Police are hunting for a group of students at the heart of an exam cheating scam.
Officers investigating allegations of cheating in the annual college entrance exam in Yangxian County, Shaanxi Province, in northwest China, said they hope to locate four second-grade students who tried to sit the exam in the place of graduating third-grade students.
Liu Xiaoming, spokesman for the investigation group, yesterday told China Daily that "local government and education departments concerned have been paying great attention to the case, and carried out their own three-day investigation from June 9 to 11 after the cheating was exposed."
Liu is also an official with the government of Hanzhong municipality, which has jurisdiction in the county.
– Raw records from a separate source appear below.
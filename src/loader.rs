//! Grammar file loading
//!
//! Grammars can be described in TOML instead of built programmatically:
//! an ordered `[[scope]]` array where each scope carries a style plus any
//! of `keywords`, `tokens` (plain patterns), `[[scope.token]]` tables
//! (patterns with a styled capture group), and `[[scope.range]]` tables
//! with optional recursive `[[scope.range.child]]` scopes.
//!
//! ```toml
//! [[scope]]
//! name = "comment"
//! style = { fg = "bright-black", italic = true }
//! tokens = ['//.*']
//!
//!   [[scope.range]]
//!   start = '/\*'
//!   end = '\*/'
//!
//! [[scope]]
//! name = "keyword"
//! style = { fg = "magenta", bold = true }
//! keywords = ["if", "else", "while"]
//! ```
//!
//! Declaration order in the file is precedence order, exactly as with
//! [`RuleTable::compile`].

use std::path::Path;

use toml::Value;

use crate::error::{HighlightError, Result};
use crate::rules::{RangeDef, RuleDef, ScopeDef};
use crate::style::{Color, Style};
use crate::table::RuleTable;

/// Parse a TOML grammar document into scope definitions
pub fn parse_grammar(text: &str) -> Result<Vec<ScopeDef>> {
    let doc: toml::Table = text
        .parse()
        .map_err(|e: toml::de::Error| HighlightError::Grammar(e.to_string()))?;

    let scopes = doc
        .get("scope")
        .and_then(Value::as_array)
        .ok_or_else(|| HighlightError::Grammar("missing [[scope]] array".to_string()))?;

    scopes.iter().map(parse_scope).collect()
}

/// Load and compile a grammar file
pub fn load_grammar(path: impl AsRef<Path>) -> Result<RuleTable> {
    let text = std::fs::read_to_string(path)?;
    RuleTable::compile(parse_grammar(&text)?)
}

fn parse_scope(value: &Value) -> Result<ScopeDef> {
    let table = value
        .as_table()
        .ok_or_else(|| HighlightError::Grammar("scope entry must be a table".to_string()))?;

    let name = table
        .get("name")
        .and_then(Value::as_str)
        .ok_or_else(|| HighlightError::Grammar("scope missing 'name'".to_string()))?;

    let style = match table.get("style") {
        Some(style) => parse_style(name, style)?,
        None => Style::default(),
    };

    let mut scope = ScopeDef::new(name, style);

    if let Some(keywords) = table.get("keywords") {
        scope.rules.push(RuleDef::Keywords(string_array(name, "keywords", keywords)?));
    }

    if let Some(tokens) = table.get("tokens") {
        for pattern in string_array(name, "tokens", tokens)? {
            scope.rules.push(RuleDef::Token {
                pattern,
                capture: None,
            });
        }
    }

    if let Some(tokens) = table.get("token") {
        let tokens = tokens.as_array().ok_or_else(|| {
            HighlightError::Grammar(format!("scope '{name}': 'token' must be an array of tables"))
        })?;
        for token in tokens {
            scope.rules.push(parse_token(name, token)?);
        }
    }

    if let Some(ranges) = table.get("range") {
        let ranges = ranges.as_array().ok_or_else(|| {
            HighlightError::Grammar(format!("scope '{name}': 'range' must be an array of tables"))
        })?;
        for range in ranges {
            scope.rules.push(RuleDef::Range(parse_range(name, range)?));
        }
    }

    Ok(scope)
}

fn parse_token(scope: &str, value: &Value) -> Result<RuleDef> {
    let table = value
        .as_table()
        .ok_or_else(|| HighlightError::Grammar(format!("scope '{scope}': token must be a table")))?;

    let pattern = table
        .get("pattern")
        .and_then(Value::as_str)
        .ok_or_else(|| HighlightError::Grammar(format!("scope '{scope}': token missing 'pattern'")))?;

    let capture = match table.get("capture") {
        Some(capture) => Some(capture.as_integer().filter(|n| *n >= 0).ok_or_else(|| {
            HighlightError::Grammar(format!("scope '{scope}': 'capture' must be a group index"))
        })? as usize),
        None => None,
    };

    Ok(RuleDef::Token {
        pattern: pattern.to_string(),
        capture,
    })
}

fn parse_range(scope: &str, value: &Value) -> Result<RangeDef> {
    let table = value
        .as_table()
        .ok_or_else(|| HighlightError::Grammar(format!("scope '{scope}': range must be a table")))?;

    let start = table.get("start").and_then(Value::as_str).ok_or_else(|| {
        HighlightError::Grammar(format!("scope '{scope}': range missing 'start'"))
    })?;
    let end = table.get("end").and_then(Value::as_str).ok_or_else(|| {
        HighlightError::Grammar(format!("scope '{scope}': range missing 'end'"))
    })?;

    let mut range = RangeDef::new(start, end);

    if let Some(skip) = table.get("skip") {
        let skip = skip.as_str().ok_or_else(|| {
            HighlightError::Grammar(format!("scope '{scope}': 'skip' must be a string"))
        })?;
        range = range.skip(skip);
    }

    if let Some(one_line) = table.get("one-line") {
        if one_line.as_bool().unwrap_or(false) {
            range = range.one_line();
        }
    }

    if let Some(children) = table.get("child") {
        let children = children.as_array().ok_or_else(|| {
            HighlightError::Grammar(format!("scope '{scope}': 'child' must be an array of tables"))
        })?;
        for child in children {
            range = range.child(parse_scope(child)?);
        }
    }

    Ok(range)
}

fn parse_style(scope: &str, value: &Value) -> Result<Style> {
    let table = value
        .as_table()
        .ok_or_else(|| HighlightError::Grammar(format!("scope '{scope}': style must be a table")))?;

    let mut style = Style::default();
    if let Some(fg) = table.get("fg") {
        style.fg = parse_color(scope, fg)?;
    }
    if let Some(bg) = table.get("bg") {
        style.bg = parse_color(scope, bg)?;
    }
    style.bold = table.get("bold").and_then(Value::as_bool).unwrap_or(false);
    style.italic = table.get("italic").and_then(Value::as_bool).unwrap_or(false);
    style.underline = table
        .get("underline")
        .and_then(Value::as_bool)
        .unwrap_or(false);
    Ok(style)
}

fn parse_color(scope: &str, value: &Value) -> Result<Color> {
    value
        .as_str()
        .and_then(Color::from_name)
        .ok_or_else(|| HighlightError::Grammar(format!("scope '{scope}': unknown color {value}")))
}

fn string_array(scope: &str, key: &str, value: &Value) -> Result<Vec<String>> {
    let array = value.as_array().ok_or_else(|| {
        HighlightError::Grammar(format!("scope '{scope}': '{key}' must be an array of strings"))
    })?;
    array
        .iter()
        .map(|v| {
            v.as_str().map(str::to_string).ok_or_else(|| {
                HighlightError::Grammar(format!("scope '{scope}': '{key}' must be an array of strings"))
            })
        })
        .collect()
}

#[cfg(test)]
mod tests {
    use super::*;
    use crate::state::LexerState;

    const GRAMMAR: &str = r#"
[[scope]]
name = "comment"
style = { fg = "bright-black", italic = true }
tokens = ['//.*']

  [[scope.range]]
  start = '/\*'
  end = '\*/'

[[scope]]
name = "string"
style = { fg = "green" }

  [[scope.range]]
  start = '"'
  end = '"'
  skip = '\\.'
  one-line = true

    [[scope.range.child]]
    name = "escape"
    style = { fg = "bright-yellow" }
    tokens = ['\\.']

[[scope]]
name = "call"
style = { fg = "blue" }

  [[scope.token]]
  pattern = '\b([A-Za-z_]\w*)\('
  capture = 1

[[scope]]
name = "keyword"
style = { fg = "magenta", bold = true }
keywords = ["if", "else", "while"]
"#;

    #[test]
    fn test_parse_and_compile() {
        let table = RuleTable::compile(parse_grammar(GRAMMAR).unwrap()).unwrap();
        assert_eq!(table.scope_count(), 5);

        let comment = table.scope_named("comment").unwrap();
        let style = table.style(comment);
        assert_eq!(style.fg, Color::BrightBlack);
        assert!(style.italic);

        let keyword = table.scope_named("keyword").unwrap();
        assert!(table.style(keyword).bold);
    }

    #[test]
    fn test_loaded_grammar_highlights() {
        let table = RuleTable::compile(parse_grammar(GRAMMAR).unwrap()).unwrap();
        let result = table.highlight_line("if f(x) // done", &LexerState::new());

        let keyword = table.scope_named("keyword").unwrap();
        let call = table.scope_named("call").unwrap();
        let comment = table.scope_named("comment").unwrap();
        assert_eq!(result.spans.len(), 3);
        assert_eq!(result.spans[0].scope, keyword);
        assert_eq!(result.spans[1].scope, call);
        assert_eq!(result.spans[2].scope, comment);
    }

    #[test]
    fn test_declaration_order_is_file_order() {
        let table = RuleTable::compile(parse_grammar(GRAMMAR).unwrap()).unwrap();
        // "while(" matches both the call capture and the keyword set; the
        // call scope is declared first in the file and wins
        let result = table.highlight_line("while(1)", &LexerState::new());
        let call = table.scope_named("call").unwrap();
        assert_eq!(result.spans[0].scope, call);
    }

    #[test]
    fn test_malformed_toml_is_grammar_error() {
        let err = parse_grammar("not [ valid").unwrap_err();
        assert!(matches!(err, HighlightError::Grammar(_)));
    }

    #[test]
    fn test_missing_scope_array() {
        let err = parse_grammar("other = 1").unwrap_err();
        assert!(matches!(err, HighlightError::Grammar(_)));
    }

    #[test]
    fn test_scope_missing_name() {
        let err = parse_grammar("[[scope]]\nkeywords = [\"if\"]").unwrap_err();
        assert!(matches!(err, HighlightError::Grammar(_)));
    }

    #[test]
    fn test_unknown_color() {
        let err = parse_grammar("[[scope]]\nname = \"x\"\nstyle = { fg = \"mauve\" }")
            .unwrap_err();
        assert!(matches!(err, HighlightError::Grammar(_)));
    }

    #[test]
    fn test_bad_pattern_is_invalid_pattern_error() {
        let defs = parse_grammar("[[scope]]\nname = \"x\"\ntokens = ['(']").unwrap();
        let err = RuleTable::compile(defs).unwrap_err();
        assert!(matches!(err, HighlightError::InvalidPattern { .. }));
    }
}
//! # Paged Sparse Set
//!
//! Maps sparse external ids to densely packed values.
//!
//! A flat `sparse[id]` table sized to the maximum possible id wastes memory
//! when ids are sparse or the id space is large. The table here is split into
//! fixed-size pages that are allocated lazily, the first time an id in a
//! page's range is inserted. Lookup stays O(1):
//!
//! ```text
//! sparse[page(id)][offset(id)] -> dense slot s, with ids[s] == id
//! ids:  [id_a, id_b, id_c]   <- parallel to data, contiguous
//! data: [val_a, val_b, val_c] <- iterate this, O(live-count)
//! ```
//!
//! Removal swaps the target slot with the last slot and truncates, then fixes
//! the sparse entries for both the removed and the relocated id. Dense order
//! is therefore unspecified beyond "last element moved into the gap".

use super::Index;

/// Number of contiguous ids covered by one lazily allocated sparse page.
pub const PAGE_SIZE: usize = 4096;

/// Sentinel marking a vacant sparse slot.
const TOMBSTONE: u32 = u32::MAX;

#[inline]
const fn page_index(id: Index) -> usize {
    id as usize / PAGE_SIZE
}

#[inline]
const fn page_offset(id: Index) -> usize {
    id as usize % PAGE_SIZE
}

fn new_page() -> Box<[u32]> {
    vec![TOMBSTONE; PAGE_SIZE].into_boxed_slice()
}

/// Sparse-to-dense mapping from external ids to values of type `T`.
///
/// This container guarantees:
/// - O(1) insert, remove, and lookup by id
/// - Iteration over the dense arrays is O(live-count), independent of the
///   size of the id space
/// - Sparse pages are allocated only for id ranges that have been touched
///
/// References returned by [`get`](Self::get) and pointers into
/// [`values`](Self::values) are invalidated by any subsequent insert or
/// remove; treat them as transient.
///
/// # Example
///
/// ```rust,ignore
/// let mut healths: SparseSet<f32> = SparseSet::new();
/// healths.insert(unit_id, 100.0);
/// if let Some(hp) = healths.get_mut(unit_id) {
///     *hp -= 25.0;
/// }
/// ```
#[derive(Debug)]
pub struct SparseSet<T> {
    /// Paged sparse table: page -> slot-per-offset, `TOMBSTONE` when vacant.
    sparse: Vec<Option<Box<[u32]>>>,
    /// Id stored in each dense slot (parallel to `data`).
    ids: Vec<Index>,
    /// Dense value storage.
    data: Vec<T>,
}

impl<T> Default for SparseSet<T> {
    fn default() -> Self {
        Self::new()
    }
}

impl<T> SparseSet<T> {
    /// Creates an empty sparse set.
    #[must_use]
    pub const fn new() -> Self {
        Self {
            sparse: Vec::new(),
            ids: Vec::new(),
            data: Vec::new(),
        }
    }

    /// Creates an empty sparse set with pre-reserved dense capacity.
    ///
    /// Sparse pages are still allocated lazily.
    #[must_use]
    pub fn with_capacity(capacity: usize) -> Self {
        Self {
            sparse: Vec::new(),
            ids: Vec::with_capacity(capacity),
            data: Vec::with_capacity(capacity),
        }
    }

    /// Returns the number of live entries.
    #[inline]
    #[must_use]
    pub fn len(&self) -> usize {
        self.ids.len()
    }

    /// Checks if the set holds no entries.
    #[inline]
    #[must_use]
    pub fn is_empty(&self) -> bool {
        self.ids.is_empty()
    }

    /// Resolves an id to its dense slot, if present.
    ///
    /// The bounds check on the slot defends against stale sparse entries; a
    /// live slot always satisfies `ids[slot] == id`.
    #[inline]
    fn slot_of(&self, id: Index) -> Option<usize> {
        let page = self.sparse.get(page_index(id))?.as_deref()?;
        let slot = page[page_offset(id)];
        if slot == TOMBSTONE {
            return None;
        }
        let i = slot as usize;
        (i < self.ids.len() && self.ids[i] == id).then_some(i)
    }

    /// Writes the sparse entry for `id`. The id's page must already exist.
    #[inline]
    fn set_slot(&mut self, id: Index, slot: u32) {
        if let Some(page) = self
            .sparse
            .get_mut(page_index(id))
            .and_then(Option::as_deref_mut)
        {
            page[page_offset(id)] = slot;
        }
    }

    /// Inserts a value for `id`, growing the sparse page table to cover the
    /// id's page if needed.
    ///
    /// If `id` is already present the value is overwritten in place and the
    /// previous value returned; the dense arrays never accumulate duplicate
    /// entries for the same id.
    ///
    /// # Arguments
    ///
    /// * `id` - External id; `Index::MAX` is reserved
    /// * `value` - The value to associate with `id`
    ///
    /// # Returns
    ///
    /// The replaced value if `id` was already present, otherwise `None`.
    pub fn insert(&mut self, id: Index, value: T) -> Option<T> {
        debug_assert!(id != Index::MAX, "id Index::MAX is reserved");

        if let Some(i) = self.slot_of(id) {
            return Some(core::mem::replace(&mut self.data[i], value));
        }

        let page = page_index(id);
        if page >= self.sparse.len() {
            self.sparse.resize_with(page + 1, || None);
        }
        let slots = self.sparse[page].get_or_insert_with(new_page);
        slots[page_offset(id)] = self.ids.len() as u32;

        self.ids.push(id);
        self.data.push(value);
        None
    }

    /// Removes the entry for `id`, if present.
    ///
    /// The last dense entry is swapped into the freed slot and the sparse
    /// entry of the relocated id is fixed up, so removal is O(1). The dense
    /// slot of the relocated id changes; its lookup result does not.
    ///
    /// # Returns
    ///
    /// The removed value, or `None` if `id` was not present.
    pub fn remove(&mut self, id: Index) -> Option<T> {
        let i = self.slot_of(id)?;

        self.ids.swap_remove(i);
        let value = self.data.swap_remove(i);

        // The formerly-last entry (if any) now lives at slot i.
        if i < self.ids.len() {
            let moved = self.ids[i];
            self.set_slot(moved, i as u32);
        }
        self.set_slot(id, TOMBSTONE);

        Some(value)
    }

    /// Checks whether `id` has an entry.
    #[inline]
    #[must_use]
    pub fn contains(&self, id: Index) -> bool {
        self.slot_of(id).is_some()
    }

    /// Gets the value associated with `id`.
    #[inline]
    #[must_use]
    pub fn get(&self, id: Index) -> Option<&T> {
        self.slot_of(id).map(|i| &self.data[i])
    }

    /// Gets the value associated with `id`, mutably.
    #[inline]
    pub fn get_mut(&mut self, id: Index) -> Option<&mut T> {
        self.slot_of(id).map(|i| &mut self.data[i])
    }

    /// Direct access to the dense value array, for bulk iteration.
    ///
    /// Parallel to [`ids`](Self::ids); order is unspecified.
    #[inline]
    #[must_use]
    pub fn values(&self) -> &[T] {
        &self.data
    }

    /// Direct mutable access to the dense value array.
    #[inline]
    pub fn values_mut(&mut self) -> &mut [T] {
        &mut self.data
    }

    /// Direct access to the dense id array, parallel to
    /// [`values`](Self::values).
    #[inline]
    #[must_use]
    pub fn ids(&self) -> &[Index] {
        &self.ids
    }

    /// Iterates `(id, value)` pairs in dense order (not id order).
    pub fn iter(&self) -> impl Iterator<Item = (Index, &T)> {
        self.ids.iter().copied().zip(self.data.iter())
    }

    /// Iterates `(id, value)` pairs mutably, in dense order.
    pub fn iter_mut(&mut self) -> impl Iterator<Item = (Index, &mut T)> {
        self.ids.iter().copied().zip(self.data.iter_mut())
    }

    /// Reserves dense capacity for at least `additional` more entries.
    pub fn reserve(&mut self, additional: usize) {
        self.ids.reserve(additional);
        self.data.reserve(additional);
    }

    /// Removes all entries and drops every sparse page.
    ///
    /// After `clear`, `contains` is false for every id because no page
    /// exists to resolve it.
    pub fn clear(&mut self) {
        self.sparse.clear();
        self.ids.clear();
        self.data.clear();
    }
}

#[cfg(test)]
mod tests {
    use super::*;

    #[test]
    fn test_insert_lookup_roundtrip() {
        let mut set: SparseSet<i32> = SparseSet::new();
        assert!(set.is_empty());

        assert_eq!(set.insert(7, 700), None);
        assert!(set.contains(7));
        assert_eq!(set.get(7), Some(&700));
        assert_eq!(set.len(), 1);

        assert_eq!(set.remove(7), Some(700));
        assert!(!set.contains(7));
        assert_eq!(set.get(7), None);
        assert!(set.is_empty());
    }

    #[test]
    fn test_remove_relocates_last_entry() {
        // Scenario: ids 10, 20, 30 with values 100, 200, 300; removing 20
        // moves 30 into 20's dense slot without disturbing its lookup.
        let mut set: SparseSet<i32> = SparseSet::new();
        set.insert(10, 100);
        set.insert(20, 200);
        set.insert(30, 300);

        assert_eq!(set.ids(), &[10, 20, 30]);
        assert_eq!(set.remove(20), Some(200));

        assert!(!set.contains(20));
        assert!(set.contains(10));
        assert!(set.contains(30));
        assert_eq!(set.get(30), Some(&300));
        assert_eq!(set.ids(), &[10, 30]);
        assert_eq!(set.values(), &[100, 300]);
    }

    #[test]
    fn test_remove_last_entry_no_relocation() {
        let mut set: SparseSet<i32> = SparseSet::new();
        set.insert(1, 10);
        set.insert(2, 20);

        assert_eq!(set.remove(2), Some(20));
        assert_eq!(set.ids(), &[1]);
        assert_eq!(set.get(1), Some(&10));
    }

    #[test]
    fn test_remove_missing_is_noop() {
        let mut set: SparseSet<i32> = SparseSet::new();
        set.insert(5, 50);

        assert_eq!(set.remove(99), None);
        assert_eq!(set.len(), 1);
        assert_eq!(set.get(5), Some(&50));
    }

    #[test]
    fn test_insert_overwrites_in_place() {
        let mut set: SparseSet<i32> = SparseSet::new();
        assert_eq!(set.insert(3, 30), None);
        assert_eq!(set.insert(3, 31), Some(30));

        // No orphaned duplicate in the dense arrays.
        assert_eq!(set.len(), 1);
        assert_eq!(set.get(3), Some(&31));
    }

    #[test]
    fn test_pages_allocated_lazily_across_ranges() {
        let mut set: SparseSet<u8> = SparseSet::new();
        let far = (PAGE_SIZE * 40) as Index;

        set.insert(3, 1);
        set.insert(far, 2);
        set.insert(far + 1, 3);

        assert_eq!(set.get(3), Some(&1));
        assert_eq!(set.get(far), Some(&2));
        assert_eq!(set.get(far + 1), Some(&3));
        assert!(!set.contains(far - 1));

        // Only the touched pages exist.
        let live_pages = set.sparse.iter().filter(|p| p.is_some()).count();
        assert_eq!(live_pages, 2);
    }

    #[test]
    fn test_page_boundary_ids() {
        let mut set: SparseSet<usize> = SparseSet::new();
        let boundary = PAGE_SIZE as Index;

        set.insert(boundary - 1, 1);
        set.insert(boundary, 2);
        assert_eq!(set.get(boundary - 1), Some(&1));
        assert_eq!(set.get(boundary), Some(&2));

        set.remove(boundary - 1);
        assert!(!set.contains(boundary - 1));
        assert!(set.contains(boundary));
    }

    #[test]
    fn test_clear_drops_pages() {
        let mut set: SparseSet<i32> = SparseSet::new();
        set.insert(1, 10);
        set.insert((PAGE_SIZE * 2) as Index, 20);

        set.clear();
        assert!(set.is_empty());
        assert!(!set.contains(1));
        assert!(!set.contains((PAGE_SIZE * 2) as Index));

        // Reuse after clear behaves like a fresh set.
        assert_eq!(set.insert(1, 11), None);
        assert_eq!(set.get(1), Some(&11));
    }

    #[test]
    fn test_iteration_visits_live_ids_exactly_once() {
        let mut set: SparseSet<u32> = SparseSet::new();
        for id in 0..64 {
            set.insert(id * 3, id);
        }
        for id in 0..32 {
            set.remove(id * 6);
        }

        let mut seen: Vec<Index> = set.iter().map(|(id, _)| id).collect();
        seen.sort_unstable();
        seen.dedup();
        assert_eq!(seen.len(), set.len());

        for (id, value) in set.iter() {
            assert!(set.contains(id));
            assert_eq!(set.get(id), Some(value));
        }
    }

    #[test]
    fn test_values_mut_bulk_update() {
        let mut set: SparseSet<f32> = SparseSet::new();
        set.insert(2, 1.0);
        set.insert(9, 2.0);

        for v in set.values_mut() {
            *v *= 10.0;
        }
        assert_eq!(set.get(2), Some(&10.0));
        assert_eq!(set.get(9), Some(&20.0));
    }
}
However the police investigation has run into difficulty tracking down the second-grade students, said Liu because their parents refused to reveal where they are.
On Thursday, Hanzhong's local government announced that four students had been caught taking the examination in place of others in an exam hall in Yangxian County, the previous day. They were immediately expelled from the exam.
An initial investigation found the four students were all second-grade students at Yangxian High School.
A government official said police are now trying to determine whether the attempted exam fraud was an organized operation, or if the students arranged it themselves.
The four students' parents said their children took part in the exam, but did not know who they were sitting it for, or who was behind the scam.
Li Xiansheng, whose son is involved, said his son a star pupil in the second-grade was told by teachers that he could sit this year's college entrance exam as a trial for next year.
Usually the exam is for graduating third-grade students only.
"We only know we were given a chance to have a try for next year's examination. My son feels terrible about being duped, and worries he will not be allowed to take part in next year's exam," Li said.
Bribe claims
Local media, including Chinese Business View, quoted some students involved in the scam as saying that some 20 excellent second-grade students were organized by the high school to sit the exam on behalf of graduating students.
A student who would not give his name added that "the measure has been taken for years."
Another source quoted by the paper claimed school leaders and teachers were bribed by graduating students to arrange for talented second-graders to sit the exam for them.
The school refused to comment on the case and the local government would not confirm the allegations, stressing that the investigation is ongoing. However the admissions office of Yangxian confirmed that some 40 students did not take part in the exam without reason on June 8, after the scam was exposed.
Speaking on condition of anonymity, a local high school teacher said it was not normal for so many students not to take part in the exam without proper excuses.
Zhao Zhengju, an educational expert at Shaanxi Normal University, said the spread of cheating in recent years showed that the exam procedure was flawed and stern measures should be introduced.
"Involving the local police in the investigation indicates that this case did not only violate exam disciplines, but also broke the law," the expert said.